Serious human evil, as Peck defines it, is part of the history we have made and are making. It is blatantly recognizable in group behavior, yet individuals make up and control those groups. We remember the Crusades, the treatment of American Indians, the Inquisition, Mylai, and countless other collective events. Peck's hope is that in-depth study of serious human evil will enable the healing professions to recognize it, judge it for the purpose of healing, and develop ways to cure evil personalities. These insights can be of great assistance to all concerned about directing their energies, with the help of God's Spirit, to the spiritual healing of the human community.

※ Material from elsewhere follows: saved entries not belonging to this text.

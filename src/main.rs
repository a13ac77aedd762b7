use actix_web::{web, App, HttpServer};
use codecamp::storage::mem::MemStorage;
use codecamp::storage::sqlite::SqliteStorage;
use codecamp::storage::{Storage, StoreError};
use codecamp::{api, seed};
use dotenv::dotenv;
use log::info;

fn store_io_err(e: StoreError) -> std::io::Error {
    std::io::Error::new(std::io::ErrorKind::Other, format!("{:?}", e))
}

async fn serve<S: Storage + Send + Sync + 'static>(
    store: S,
    host: String,
    port: u16,
) -> std::io::Result<()> {
    let data = web::Data::new(store);
    info!("listening on {}:{}", host, port);
    HttpServer::new(move || {
        App::new()
            .app_data(data.clone())
            .configure(api::config::<S>)
    })
    .bind((host, port))?
    .run()
    .await
}

#[actix_web::main]
async fn main() -> std::io::Result<()> {
    dotenv().ok();
    pretty_env_logger::init();

    let host = std::env::var("HOST").unwrap_or_else(|_| "127.0.0.1".to_string());
    let port = std::env::var("PORT")
        .ok()
        .and_then(|p| p.parse().ok())
        .unwrap_or(5000);

    match std::env::var("DATABASE_URL") {
        Ok(url) => {
            let store = SqliteStorage::connect(&url).await.map_err(store_io_err)?;
            // only seed a fresh database, restarts keep their data
            let courses = store.get_all_courses().await.map_err(store_io_err)?;
            if courses.is_empty() {
                seed::load(&store).await.map_err(store_io_err)?;
            }
            serve(store, host, port).await
        }
        Err(_) => {
            info!("DATABASE_URL not set, using the in-memory store");
            let store = MemStorage::new();
            seed::load(&store).await.map_err(store_io_err)?;
            serve(store, host, port).await
        }
    }
}
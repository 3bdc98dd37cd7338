//! Shared component definitions for the starblitz core.
//!
//! Plain data carried by actors and exchanged with collaborators; all
//! behavior lives in `blitz_sim`.

pub mod components;
pub mod parse;
//! Shot specifications used to parameterize bullet spawns.

use anyhow::{Context, Result};
use serde::Deserialize;
use std::collections::HashMap;

#[derive(Debug, Clone, Copy, Deserialize)]
pub struct ShotSpec {
    pub speed: f32,
    pub damage: i32,
    pub life_s: f32,
    pub radius: f32,
}

#[derive(Debug, Clone, Default, Deserialize)]
pub struct ShotSpecDb {
    /// Map from shot name (e.g. "player_regular", "enemy_regular") to spec.
    pub shots: HashMap<String, ShotSpec>,
}

impl ShotSpecDb {
    pub fn load_default() -> Result<Self> {
        let path = crate::data_root().join("config/shots.toml");
        if path.is_file() {
            let txt = std::fs::read_to_string(&path)
                .with_context(|| format!("read {}", path.display()))?;
            let db: Self = toml::from_str(&txt).context("parse shots TOML")?;
            Ok(db)
        } else {
            Ok(Self::defaults())
        }
    }

    pub fn defaults() -> Self {
        let mut db = Self::default();
        let mut put = |name: &str, speed: f32, damage: i32, life_s: f32, radius: f32| {
            db.shots.insert(
                name.to_string(),
                ShotSpec {
                    speed,
                    damage,
                    life_s,
                    radius,
                },
            );
        };
        put("player_regular", 14.0, 1, 2.0, 0.12);
        put("player_three", 14.0, 1, 2.0, 0.12);
        put("player_laser", 22.0, 2, 2.0, 0.1);
        put("player_cannon", 10.0, 3, 2.5, 0.2);
        put("player_scatter", 12.0, 1, 1.5, 0.12);
        put("enemy_regular", 8.0, 1, 3.0, 0.15);
        // Bomb kills anything that accepts bomb damage outright.
        put("bomb", 0.0, -1, 5.0, 0.6);
        db
    }

    pub fn get(&self, name: &str) -> Option<&ShotSpec> {
        self.shots.get(name)
    }
}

Human evil, according to Peck's explorations of it, is noticed most easily in institutional or group behavior. What ethics are operative in choices made to kill or not to kill? How much malignant narcissism is involved? Crusades, Inquisition, torture, war have nothing to do with Christ; neither does arrogance or revenge.(9) While churches condemn the nuclear arms race and consumerism, those who support both to the highest degree are not only welcomed and accepted but looked to for contributions toward, and support of, Christian institutions. When have we heard large religious or national institutions say: "We have been wrong. We are struggling and not sure. We have made a mistake; therefore we change our policy and repent of our pride and our mercenary behavior"?

Can we -- individually and collectively -- look forward to a time when we can be comfortable with our imperfection? Can we be strong enough to admit our sinfulness and brokenness? Is it possible that we can grow out of, let go of, a need to be on top, victorious, most powerful, flawless? Only then will we not need a scapegoat. The individual, family, church, nation, and globe are threatened by evil. Competition, division, and hostility mark relationships at all levels. Reconciliation, at least awareness of its necessity and movement toward it, is a survival need.

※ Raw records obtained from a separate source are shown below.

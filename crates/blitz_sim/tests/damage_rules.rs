//! Damage acceptance, clamping and the force-death sentinel.

use blitz_core::components::{DamageEvent, DamageKind, LifeState};
use blitz_sim::{GameState, PlayerInput};
use glam::Vec2;

fn idle() -> PlayerInput {
    PlayerInput::default()
}

#[test]
fn unaccepted_kind_is_ignored() {
    let mut state = GameState::new(1);
    let id = state
        .spawn_enemy(
            "raider",
            Vec2::new(0.0, 3.0),
            blitz_sim::motion::Motion::InDirection(blitz_sim::motion::InDirection::new(Vec2::Y)),
        )
        .expect("spawn");
    let hp_before = state.actors.get(id).unwrap().hp.hp;
    state.queue_damage(
        id,
        None,
        DamageEvent {
            kind: DamageKind::EnemyBullet,
            amount: 10,
            destroy_source: false,
        },
    );
    state.step(0.016, &idle());
    let a = state.actors.get(id).expect("still present");
    assert_eq!(a.hp.hp, hp_before);
    assert_eq!(a.life, LifeState::Alive);
}

#[test]
fn overkill_clamps_to_zero() {
    let mut state = GameState::new(1);
    let id = state
        .spawn_enemy(
            "obstacle",
            Vec2::ZERO,
            blitz_sim::motion::Motion::InDirection(blitz_sim::motion::InDirection::new(Vec2::Y)),
        )
        .expect("spawn");
    state.queue_damage(
        id,
        None,
        DamageEvent {
            kind: DamageKind::PlayerBullet,
            amount: 2000,
            destroy_source: false,
        },
    );
    state.step(0.016, &idle());
    let a = state.actors.get(id).expect("dying, not yet removed");
    assert_eq!(a.hp.hp, 0);
    assert!(a.is_dead());
}

#[test]
fn force_death_kills_at_full_health() {
    let mut state = GameState::new(1);
    let id = state
        .spawn_enemy(
            "obstacle",
            Vec2::ZERO,
            blitz_sim::motion::Motion::InDirection(blitz_sim::motion::InDirection::new(Vec2::Y)),
        )
        .expect("spawn");
    state.queue_damage(
        id,
        None,
        DamageEvent {
            kind: DamageKind::Bomb,
            amount: -1,
            destroy_source: false,
        },
    );
    state.step(0.016, &idle());
    let a = state.actors.get(id).expect("dying, not yet removed");
    assert_eq!(a.hp.hp, 0);
    assert!(a.is_dead());
}

#[test]
fn zero_and_negative_amounts_are_ignored() {
    let mut state = GameState::new(1);
    let id = state
        .spawn_enemy(
            "raider",
            Vec2::ZERO,
            blitz_sim::motion::Motion::InDirection(blitz_sim::motion::InDirection::new(Vec2::Y)),
        )
        .expect("spawn");
    for amount in [0, -5, -100] {
        state.queue_damage(
            id,
            None,
            DamageEvent {
                kind: DamageKind::PlayerBullet,
                amount,
                destroy_source: false,
            },
        );
    }
    state.step(0.016, &idle());
    let a = state.actors.get(id).expect("untouched");
    assert_eq!(a.hp.hp, 3);
    assert_eq!(a.life, LifeState::Alive);
}

#[test]
fn invincible_rejects_even_force_death() {
    let mut state = GameState::new(1);
    let id = state
        .spawn_enemy(
            "raider",
            Vec2::ZERO,
            blitz_sim::motion::Motion::InDirection(blitz_sim::motion::InDirection::new(Vec2::Y)),
        )
        .expect("spawn");
    state.actors.get_mut(id).unwrap().invincible = true;
    state.queue_damage(
        id,
        None,
        DamageEvent {
            kind: DamageKind::PlayerBullet,
            amount: -1,
            destroy_source: false,
        },
    );
    state.step(0.016, &idle());
    let a = state.actors.get(id).expect("untouched");
    assert_eq!(a.life, LifeState::Alive);
    assert!(a.hp.alive());
}

#[test]
fn lethal_player_bullet_awards_score_and_destroys_source() {
    let mut state = GameState::new(1);
    let id = state
        .spawn_enemy(
            "raider",
            Vec2::ZERO,
            blitz_sim::motion::Motion::InDirection(blitz_sim::motion::InDirection::new(Vec2::Y)),
        )
        .expect("spawn");
    // Stand-in for the bullet that dealt the hit.
    let src = state
        .spawn_enemy(
            "drone",
            Vec2::new(5.0, 5.0),
            blitz_sim::motion::Motion::InDirection(blitz_sim::motion::InDirection::new(Vec2::Y)),
        )
        .expect("spawn src");
    state.queue_damage(
        id,
        Some(src),
        DamageEvent {
            kind: DamageKind::PlayerBullet,
            amount: 3,
            destroy_source: true,
        },
    );
    state.step(0.016, &idle());
    assert_eq!(state.score, 100);
    let a = state.actors.get(id).expect("dying");
    assert_eq!(a.hp.hp, 0);
    assert!(a.is_dead());
    // The damage-dealing source was scheduled for removal.
    assert!(state.actors.get(src).is_none());
}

Yet, there are ten reconciling people -- and many more -- in the human community, enough that the globe could be saved. We can point to the young woman, the grandmother, the people struggling for equality in the church, the women and men risking a great deal to take a peace message to Nicaragua. Parishes and small communities must develop ways to foster among peoples a spirituality that enables them to recognize evil and to know that each person is in a process of continual conversion, or spiritual awakening, throughout life. A recognition of our common humanity, our dependence on God and one another, our own potential for good comes through attention to spiritual growth. Preaching and teaching about transformation, prayer, loving one's enemy, the fullness of the baptismal call to discipleship, mission and ministry as the privilege and responsibility of every mature Christian have not been given their proper place. In fact, as Mary Collins states in an article on reconciliation, "pastoral programs aimed to counter the cultural myth of innocence and the projection of evil outward will have a disorienting effect on Christian peoples who have learned to protect themselves against pain and powerlessness."(10) Such disorientation is essential. It could begin, however, by churches' coming to see their primary reason for existing as the spiritual development of their membership. Through this emphasis, awareness, such as moved the Nicaraguan woman to heroic forgiveness and the young pregnant woman to consciousness of her irresponsibility, can grow in the human community. And all the separations within and among us can begin to be healed, and that which is apart but belongs together can begin to come together.

  1. Thomas Sweetser, "What Ever Happened to Confession?" New Catholic World 227 (January-February 1984): 31.
  2. Davis Donnelly, "The Human Side of Forgiveness," ibid., p. 29.
  3. Ibid., p. 29.
  4. Kate Dooley, "Reconciliation in the Early Church," ibid., p. 27.
  5. M. Scott Peck, M.D., The People of the Lie (New York: Simon and Schuster, 1983), p. 47.
  6. Ibid., p. 75.
  7. Ibid., p. 74.
  8. Ibid., p. 78.
  9. Ibid., p. 11.
  10. Mary Collins, "Culture and Forgiveness," New Catholic World 227 (January-February 1984): 15.